* **What you will do**: Filter the entries, keeping every line with the string "Option".

* **Records for the task**:
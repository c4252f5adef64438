//! Property commands.

use atelier_core::{NodeId, PropertyPath};
use atelier_scene::{GraphError, PropertyValue};

use super::command::{not_executed, Command, CommandError, CommandResult};
use crate::core::EditorState;

/// Write one value at a property path
pub struct SetPropertyCommand {
    node: NodeId,
    path: PropertyPath,
    value: PropertyValue,
    description: String,
    /// Outer `None`: not executed. Inner `None`: the property did not exist.
    previous: Option<Option<PropertyValue>>,
}

impl SetPropertyCommand {
    pub fn new(node: NodeId, path: impl Into<PropertyPath>, value: impl Into<PropertyValue>) -> Self {
        let path = path.into();
        Self {
            node,
            description: format!("Set {}", path),
            path,
            value: value.into(),
            previous: None,
        }
    }

    pub fn path(&self) -> &PropertyPath {
        &self.path
    }
}

impl Command for SetPropertyCommand {
    fn description(&self) -> &str {
        &self.description
    }

    fn execute(&mut self, state: &mut EditorState) -> CommandResult {
        if !state.graph.contains(self.node) {
            return Err(CommandError::NodeNotFound(self.node));
        }
        let previous = state
            .graph
            .set_property(self.node, &self.path, self.value.clone())?;
        self.previous = Some(previous);
        state.notify(self.node, &self.path);
        Ok(())
    }

    fn undo(&mut self, state: &mut EditorState) -> CommandResult {
        match self.previous.as_ref() {
            None => return Err(not_executed(&self.description)),
            Some(Some(old)) => {
                state.graph.set_property(self.node, &self.path, old.clone())?;
            }
            Some(None) => {
                let key = match self.path.segments().collect::<Vec<_>>().as_slice() {
                    ["properties", key] => key.to_string(),
                    _ => return Err(GraphError::InvalidPath(self.path.clone()).into()),
                };
                state.graph.remove_property(self.node, &key)?;
            }
        }
        self.previous = None;
        state.notify(self.node, &self.path);
        Ok(())
    }
}
//! Scene graph
//!
//! Nodes live in an arena keyed by [`NodeId`]. Structure (parent and
//! ordered children) is only changed through [`SceneGraph`] methods, which
//! keep both directions of every link consistent and reject cycles.
//!
//! Removing a node never destroys it outright: [`SceneGraph::take_subtree`]
//! hands back a [`DetachedSubtree`] that [`SceneGraph::restore_subtree`]
//! puts back with the same ids at the same child index.

use std::collections::{BTreeMap, HashMap};

use atelier_asset::Model;
use atelier_core::{IdAllocator, NodeId, PropertyPath};
use glam::{EulerRot, Mat4, Quat, Vec3};
use serde::{Deserialize, Serialize};
use thiserror::Error;

// ============================================================================
// Errors
// ============================================================================

/// Scene graph errors
#[derive(Debug, Clone, Error, PartialEq)]
pub enum GraphError {
    #[error("Node not found: {0}")]
    NodeNotFound(NodeId),

    #[error("The scene root cannot be modified")]
    RootImmutable,

    #[error("Attaching {child} under {parent} would create a cycle")]
    CycleDetected { child: NodeId, parent: NodeId },

    #[error("Invalid property path: {0}")]
    InvalidPath(PropertyPath),

    #[error("Type mismatch at '{path}': expected {expected}, got {found}")]
    TypeMismatch {
        path: PropertyPath,
        expected: &'static str,
        found: &'static str,
    },

    #[error("Node already exists: {0}")]
    DuplicateNode(NodeId),
}

/// Result type for graph operations
pub type GraphResult<T> = Result<T, GraphError>;

// ============================================================================
// Values
// ============================================================================

/// Local transform. Rotation is XYZ Euler angles in radians.
#[derive(Debug, Clone, Copy, PartialEq, Serialize, Deserialize)]
pub struct Transform {
    pub position: Vec3,
    pub rotation: Vec3,
    pub scale: Vec3,
}

impl Transform {
    pub const IDENTITY: Self = Self {
        position: Vec3::ZERO,
        rotation: Vec3::ZERO,
        scale: Vec3::ONE,
    };

    /// Identity transform at `position`
    pub fn from_position(position: Vec3) -> Self {
        Self {
            position,
            ..Self::IDENTITY
        }
    }

    /// Local-to-parent matrix
    pub fn to_matrix(&self) -> Mat4 {
        let rotation = Quat::from_euler(
            EulerRot::XYZ,
            self.rotation.x,
            self.rotation.y,
            self.rotation.z,
        );
        Mat4::from_scale_rotation_translation(self.scale, rotation, self.position)
    }
}

impl Default for Transform {
    fn default() -> Self {
        Self::IDENTITY
    }
}

/// Value read from or written to a property path
#[derive(Debug, Clone, PartialEq, Serialize, Deserialize)]
pub enum PropertyValue {
    Bool(bool),
    Int(i64),
    Float(f64),
    Text(String),
    Vec3(Vec3),
}

impl PropertyValue {
    /// Name of the variant, for error messages
    pub fn type_name(&self) -> &'static str {
        match self {
            Self::Bool(_) => "bool",
            Self::Int(_) => "int",
            Self::Float(_) => "float",
            Self::Text(_) => "text",
            Self::Vec3(_) => "vec3",
        }
    }

    pub fn as_bool(&self) -> Option<bool> {
        match self {
            Self::Bool(v) => Some(*v),
            _ => None,
        }
    }

    /// Numeric value; integers widen to float
    pub fn as_float(&self) -> Option<f64> {
        match self {
            Self::Float(v) => Some(*v),
            Self::Int(v) => Some(*v as f64),
            _ => None,
        }
    }

    pub fn as_text(&self) -> Option<&str> {
        match self {
            Self::Text(v) => Some(v),
            _ => None,
        }
    }

    pub fn as_vec3(&self) -> Option<Vec3> {
        match self {
            Self::Vec3(v) => Some(*v),
            _ => None,
        }
    }
}

impl From<bool> for PropertyValue {
    fn from(v: bool) -> Self {
        Self::Bool(v)
    }
}

impl From<i64> for PropertyValue {
    fn from(v: i64) -> Self {
        Self::Int(v)
    }
}

impl From<f64> for PropertyValue {
    fn from(v: f64) -> Self {
        Self::Float(v)
    }
}

impl From<f32> for PropertyValue {
    fn from(v: f32) -> Self {
        Self::Float(v as f64)
    }
}

impl From<&str> for PropertyValue {
    fn from(v: &str) -> Self {
        Self::Text(v.to_string())
    }
}

impl From<String> for PropertyValue {
    fn from(v: String) -> Self {
        Self::Text(v)
    }
}

impl From<Vec3> for PropertyValue {
    fn from(v: Vec3) -> Self {
        Self::Vec3(v)
    }
}

// ============================================================================
// Nodes
// ============================================================================

/// What a node represents
#[derive(Debug, Clone, PartialEq, Eq, Serialize, Deserialize)]
#[serde(tag = "type", rename_all = "snake_case")]
pub enum NodeKind {
    /// Plain grouping node
    Group,
    /// Placed model asset
    Model { asset: String },
    /// Visual materialised by a level-of-detail controller. Runtime only.
    LodVisual { level: usize },
}

impl NodeKind {
    pub fn is_lod_visual(&self) -> bool {
        matches!(self, Self::LodVisual { .. })
    }
}

/// A node in the scene graph
#[derive(Debug, Clone, PartialEq)]
pub struct SceneNode {
    pub(crate) id: NodeId,
    pub name: String,
    pub kind: NodeKind,
    pub transform: Transform,
    pub visible: bool,
    /// Custom scalar properties
    pub properties: BTreeMap<String, PropertyValue>,
    pub(crate) parent: Option<NodeId>,
    pub(crate) children: Vec<NodeId>,
    /// Working copy of the model rendered for this node
    pub model: Option<Model>,
}

impl SceneNode {
    fn new(id: NodeId, name: String, kind: NodeKind) -> Self {
        Self {
            id,
            name,
            kind,
            transform: Transform::IDENTITY,
            visible: true,
            properties: BTreeMap::new(),
            parent: None,
            children: Vec::new(),
            model: None,
        }
    }

    pub fn id(&self) -> NodeId {
        self.id
    }

    pub fn parent(&self) -> Option<NodeId> {
        self.parent
    }

    pub fn children(&self) -> &[NodeId] {
        &self.children
    }
}

/// A subtree removed from the graph, ready to be restored
#[derive(Debug, Clone, PartialEq)]
pub struct DetachedSubtree {
    /// Root of the subtree
    pub root: NodeId,
    /// Parent to restore under
    pub parent: NodeId,
    /// Index among the parent's children
    pub index: usize,
    /// Every node of the subtree, root first
    pub nodes: Vec<SceneNode>,
}

// ============================================================================
// Scene Graph
// ============================================================================

/// Arena of scene nodes with a permanent root
#[derive(Debug)]
pub struct SceneGraph {
    nodes: HashMap<NodeId, SceneNode>,
    ids: IdAllocator,
}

* **Reply to the exercise**:
    previous: Option<Option<PropertyValue>>,
    pub fn as_bool(&self) -> Option<bool> {
    pub fn as_float(&self) -> Option<f64> {
    pub fn as_text(&self) -> Option<&str> {
    pub fn as_vec3(&self) -> Option<Vec3> {
    pub(crate) parent: Option<NodeId>,
    pub model: Option<Model>,
    pub fn parent(&self) -> Option<NodeId> {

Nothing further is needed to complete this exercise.